PHILADELPHIA – A research team, led by investigators at the Department of Surgery at Jefferson Medical College of Thomas Jefferson University and the Kimmel Cancer Center at Jefferson, has achieved a substantial "kill" of pancreatic cancer cells by using nanoparticles to successfully deliver a deadly diphtheria toxin gene. The findings – set to be published in the October issue of Cancer Biology & Therapy – reflect the first time this unique strategy has been tested in pancreatic cancer cells, and the success seen offers promise for future pre-clinical animal studies, and possibly, a new clinical approach.
The researchers found that delivery of a diphtheria toxin gene inhibited a basic function of pancreatic tumor cells by over 95 percent, resulting in significant cell death of pancreatic cancer cells six days after a single treatment. They also demonstrated that the treatment targets only pancreatic cancer cells and leaves normal cells alone, thus providing a potential 'therapeutic window.' Further, they are targeting a molecule that is found in over three-quarters of pancreatic cancer patients.
"For the pancreatic cancer world, this is very exciting," says the study's lead author, molecular biologist Jonathan Brody, Ph.D., assistant professor, Department of Surgery at Jefferson Medical College of Thomas Jefferson University, who works closely with the Samuel D. Gross Professor and Surgeon, Charles J. Yeo, M.D. "There are no effective targeted treatments for pancreatic cancer, aside from surgery for which only a minority of patients qualify. We are in great need of translating the plethora of molecular information we know about this disease to novel therapeutic ideas."

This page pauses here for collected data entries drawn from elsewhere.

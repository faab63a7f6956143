//! # Integration Test Flows
//!
//! Exercises the subsystems together the way a deployment wires them:
//!
//! 1. **Name registry → Tag registry (02)**: entries registered externally,
//!    tags declared against them
//! 2. **Typed signatures (03) → Auth addresses (04)**: signed requests mutate
//!    the per-entry list stored as a tag
//! 3. **Generic read path**: definition → field-name log → descriptor decode
//!    (01) → getter selector → ABI decode, with no knowledge of the list shape

#[cfg(test)]
mod tests {
    use std::sync::Arc;

    use shared_crypto::Secp256k1KeyPair;
    use shared_types::{Address, ManualClock, Timestamp};

    use tr_01_type_descriptor::{decode, decode_hex, AbiValue};
    use tr_02_tag_registry::{
        getter_selector, InMemoryNameRegistry, RegistryConfig, TagError, TagRegistryApi,
        TagRegistryService,
    };
    use tr_03_typed_signatures::{AuthError, AuthRequestVerifier, VerifierConfig};
    use tr_04_auth_addresses::{
        AuthAddressConfig, AuthAddressError, AuthAddressManager, AuthAddressReq,
    };

    // =============================================================================
    // TEST FIXTURES
    // =============================================================================

    const GENESIS: Timestamp = 1_700_000_000;
    const ENTRY: &str = "testDomain";

    type Tags = TagRegistryService<InMemoryNameRegistry>;

    struct Deployment {
        clock: Arc<ManualClock>,
        tags: Arc<Tags>,
        verifier: Arc<AuthRequestVerifier>,
        manager: Arc<AuthAddressManager<InMemoryNameRegistry>>,
        owner: Secp256k1KeyPair,
    }

    fn init_tracing() {
        let _ = tracing_subscriber::fmt()
            .with_env_filter(tracing_subscriber::EnvFilter::from_default_env())
            .with_test_writer()
            .try_init();
    }

    fn operator() -> Address {
        RegistryConfig::for_testing().operator
    }

    fn deploy() -> Deployment {
        init_tracing();

        let owner = Secp256k1KeyPair::generate();
        let registry = InMemoryNameRegistry::new();
        registry.register_name(owner.address(), ENTRY).unwrap();

        let clock = Arc::new(ManualClock::new(GENESIS));
        let tags = Arc::new(Tags::new(RegistryConfig::for_testing(), registry).unwrap());
        let verifier = Arc::new(
            AuthRequestVerifier::new(VerifierConfig::for_testing(), clock.clone()).unwrap(),
        );
        let manager = Arc::new(
            AuthAddressManager::new(AuthAddressConfig::default(), tags.clone(), verifier.clone())
                .unwrap(),
        );
        manager.install(operator()).unwrap();

        Deployment {
            clock,
            tags,
            verifier,
            manager,
            owner,
        }
    }

    impl Deployment {
        fn sign(&self, key: &Secp256k1KeyPair, req: &AuthAddressReq) -> Vec<u8> {
            key.sign_prehash(&self.verifier.signing_hash(req))
                .unwrap()
                .to_vec()
        }

        fn add(
            &self,
            entry: &str,
            key: &Secp256k1KeyPair,
            owner: &Secp256k1KeyPair,
        ) -> Result<usize, AuthAddressError> {
            let req = AuthAddressReq::add(key.address(), entry, self.clock_now());
            self.manager
                .add(&req, &self.sign(key, &req), &self.sign(owner, &req))
        }

        fn clock_now(&self) -> Timestamp {
            use shared_types::Clock;
            self.clock.now()
        }
    }

    // =============================================================================
    // FLOWS
    // =============================================================================

    #[test]
    fn test_full_lifecycle() {
        let d = deploy();
        let delegates: Vec<_> = (0..3).map(|_| Secp256k1KeyPair::generate()).collect();

        for (i, key) in delegates.iter().enumerate() {
            assert_eq!(d.add(ENTRY, key, &d.owner).unwrap(), i + 1);
        }
        assert!(d.tags.has_tag("", "authAddresses", ENTRY));

        // Remove the middle delegate by index: the tail moves into its slot.
        let req = AuthAddressReq::remove(delegates[1].address(), ENTRY, d.clock_now());
        let removed = d
            .manager
            .remove_at(&req, &d.sign(&d.owner, &req), 1)
            .unwrap();
        assert_eq!(removed.addr, delegates[1].address());

        let listed: Vec<Address> = d
            .manager
            .addresses(ENTRY)
            .unwrap()
            .into_iter()
            .map(|a| a.addr)
            .collect();
        assert_eq!(listed, vec![delegates[0].address(), delegates[2].address()]);

        for key in [&delegates[0], &delegates[2]] {
            let req = AuthAddressReq::remove(key.address(), ENTRY, d.clock_now());
            d.manager.remove(&req, &d.sign(&d.owner, &req)).unwrap();
        }

        let value = d.tags.get_tag_value("", "authAddresses", ENTRY).unwrap();
        assert!(!value.exists);
        assert!(value.raw.is_empty());
    }

    #[test]
    fn test_generic_reader_decodes_list() {
        let d = deploy();
        let delegate = Secp256k1KeyPair::generate();
        d.add(ENTRY, &delegate, &d.owner).unwrap();

        // Reader knows only the namespace and tag name.
        let definition = d.tags.get_definition("", "authAddresses").unwrap();
        assert_eq!(hex::encode(&definition.type_descriptor), "04060002010107");

        let names: Vec<Vec<String>> = definition
            .field_name_refs
            .iter()
            .map(|hash| d.tags.resolve_field_names(hash).unwrap().names)
            .collect();
        assert_eq!(
            decode(&definition.type_descriptor, Some(names.as_slice())).unwrap(),
            "tuple(uint8 algorithm,address addr)[]"
        );
        assert_eq!(
            decode_hex("0x04060002010107", None).unwrap(),
            "tuple(uint8,address)[]"
        );

        // The same names are recoverable by replaying the field-name log.
        let replayed = d.tags.replay_field_names(0);
        assert!(replayed
            .iter()
            .any(|r| r.hash == definition.field_name_refs[0] && r.names == names[0]));

        let reading = d.tags.read_tag("", "authAddresses", ENTRY).unwrap();
        assert_eq!(reading.type_string, "tuple(uint8 algorithm,address addr)[]");
        assert_eq!(
            reading.value,
            Some(AbiValue::Array(vec![AbiValue::Tuple(vec![
                AbiValue::Uint(0u64.into()),
                AbiValue::Address(delegate.address()),
            ])]))
        );
        assert_eq!(
            hex::encode(getter_selector("authAddresses")),
            hex::encode(&shared_crypto::keccak256(b"getAuthAddresses(string)")[..4])
        );
    }

    #[test]
    fn test_signature_window_tracks_clock() {
        let d = deploy();
        let delegate = Secp256k1KeyPair::generate();
        let req = AuthAddressReq::add(delegate.address(), ENTRY, d.clock_now());
        let sig_address = d.sign(&delegate, &req);
        let sig_owner = d.sign(&d.owner, &req);

        d.clock.advance(3_600);
        d.manager.add(&req, &sig_address, &sig_owner).unwrap();

        d.clock.advance(1);
        assert!(matches!(
            d.manager.add(&req, &sig_address, &sig_owner),
            Err(AuthAddressError::Auth(AuthError::SignatureExpired { .. }))
        ));
        assert_eq!(d.manager.addresses(ENTRY).unwrap().len(), 1);
    }

    #[test]
    fn test_ownership_transfer_revokes_authority() {
        let d = deploy();
        let new_owner = Secp256k1KeyPair::generate();
        d.tags
            .registry()
            .transfer(ENTRY, new_owner.address())
            .unwrap();

        let delegate = Secp256k1KeyPair::generate();
        assert!(matches!(
            d.add(ENTRY, &delegate, &d.owner),
            Err(AuthAddressError::Unauthorized { .. })
        ));
        assert_eq!(d.add(ENTRY, &delegate, &new_owner).unwrap(), 1);
    }

    #[test]
    fn test_subdomain_lists_are_separate() {
        let d = deploy();
        let sub_owner = Secp256k1KeyPair::generate();
        d.tags
            .registry()
            .register_name(sub_owner.address(), "app.testDomain")
            .unwrap();

        let delegate = Secp256k1KeyPair::generate();
        d.add("app.testDomain", &delegate, &sub_owner).unwrap();

        assert!(d.tags.has_tag("", "authAddresses", "app.testDomain"));
        assert!(matches!(
            d.manager.addresses(ENTRY),
            Err(AuthAddressError::TagNotSet(_))
        ));
    }

    #[test]
    fn test_namespaced_manager() {
        let d = deploy();
        d.tags
            .registry()
            .register_name(d.owner.address(), "app.testDomain")
            .unwrap();

        // A second manager whose tag lives in the entry owner's namespace.
        let scoped = Arc::new(
            AuthAddressManager::new(
                AuthAddressConfig::for_testing()
                    .with_namespace(ENTRY)
                    .with_tag_name("delegates"),
                d.tags.clone(),
                d.verifier.clone(),
            )
            .unwrap(),
        );
        let stranger = Secp256k1KeyPair::generate();
        assert!(matches!(
            scoped.install(stranger.address()),
            Err(AuthAddressError::Tag(TagError::Unauthorized { .. }))
        ));
        scoped.install(d.owner.address()).unwrap();

        let delegate = Secp256k1KeyPair::generate();
        let req = AuthAddressReq::add(delegate.address(), "app.testDomain", d.clock_now());
        scoped
            .add(&req, &d.sign(&delegate, &req), &d.sign(&d.owner, &req))
            .unwrap();
        assert_eq!(
            d.tags.type_string(ENTRY, "delegates").unwrap(),
            "tuple(uint8 algorithm,address addr)[]"
        );

        // The root list is untouched.
        assert!(!d.tags.has_tag("", "authAddresses", "app.testDomain"));

        // Entries outside the namespace cannot carry the scoped tag.
        d.tags
            .registry()
            .register_name(d.owner.address(), "elsewhere")
            .unwrap();
        let req = AuthAddressReq::add(delegate.address(), "elsewhere", d.clock_now());
        assert!(matches!(
            scoped.add(&req, &d.sign(&delegate, &req), &d.sign(&d.owner, &req)),
            Err(AuthAddressError::Tag(TagError::OutOfNamespace { .. }))
        ));
    }

    #[test]
    fn test_only_manager_writes_list() {
        let d = deploy();
        let forged = vec![0u8; 64];
        assert!(matches!(
            d.tags
                .set_tag_value(d.owner.address(), "", "authAddresses", ENTRY, forged),
            Err(TagError::NotTagger { .. })
        ));
    }
}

Pancreatic cancer is the fourth leading cause of cancer-related mortality in the U.S., reflecting the generally short survival time of patients - often less than a year from diagnosis.
This approach was originally developed in ovarian cancer cells by study co-author Janet Sawicki, Ph.D., a member of the Kimmel Cancer Center, and professor at the Lankenau Institute for Medical Research in Wynnewood, Pennsylvania. She and her group had recent success in reducing the size of ovarian tumors following treatment with diphtheria toxin nanoparticles.
The strategy is based on the fact that both ovarian and pancreatic cancer cells significantly over-express a protein found on the cell membrane, called mesothelin. The function of that molecule is unknown, but it is found in the majority of pancreatic tumors and ovarian cancer tumors. Other solid tumors also express mesothelin, but not at such a high rate.
"We don't know completely why cancer cells repeatedly turn on mesothelin genes to produce these membrane proteins, but it gives us a way to fool the cell and hijack its machinery, to trick it into making other more potent genes that will be detrimental to the cancer cells," Brody says.
To do that, the researchers devised an agent that consists of a bit of mesothelin DNA connected to the gene that produces the toxin from diphtheria, a highly contagious and potentially deadly bacteria, which is now controlled through childhood DPT vaccination. "Naked" DNA is then coated in a polymer to form nanoparticles that are taken up by the cancer cells.
Inside the cells, the agent performs its trickery. The nanoparticles biodegrade and the cell machinery senses genetic material from mesothelin. It activates the diphtheria toxin gene, which then turns on production of the toxin which allows the toxin to then do its work on the cancer cells, Brody says. Within 24 hours of delivery, the toxin disrupted production of protein machinery by over 95 percent, and within six days, a number of cancer cells die or are arrested.
"The cancer thinks it is turning on mesothelin and once it gets started reading that genetic code, it can't stop," he says. "So it will read the bacteria's DNA and produce the toxin which shuts down protein production in the cancer cells."
"It worked well in our cell culture models and now we are moving into pre-clinical experiments," Brody says.
The agent will not attack normal cells because the molecular machinery needed to turn on mesothelin is not found in normal cells, Brody says. Additionally, Sawicki has modified the diphtheria DNA to ensure that toxin that might be released from dying cancer cells is not taken up by healthy, normal cells.
But the researchers are now perfecting even more stringent measures to ensure safety, he says. "We can't help being hopeful," he says. "Our findings suggest that such a strategy will work in the clinical setting against the majority of pancreatic tumors."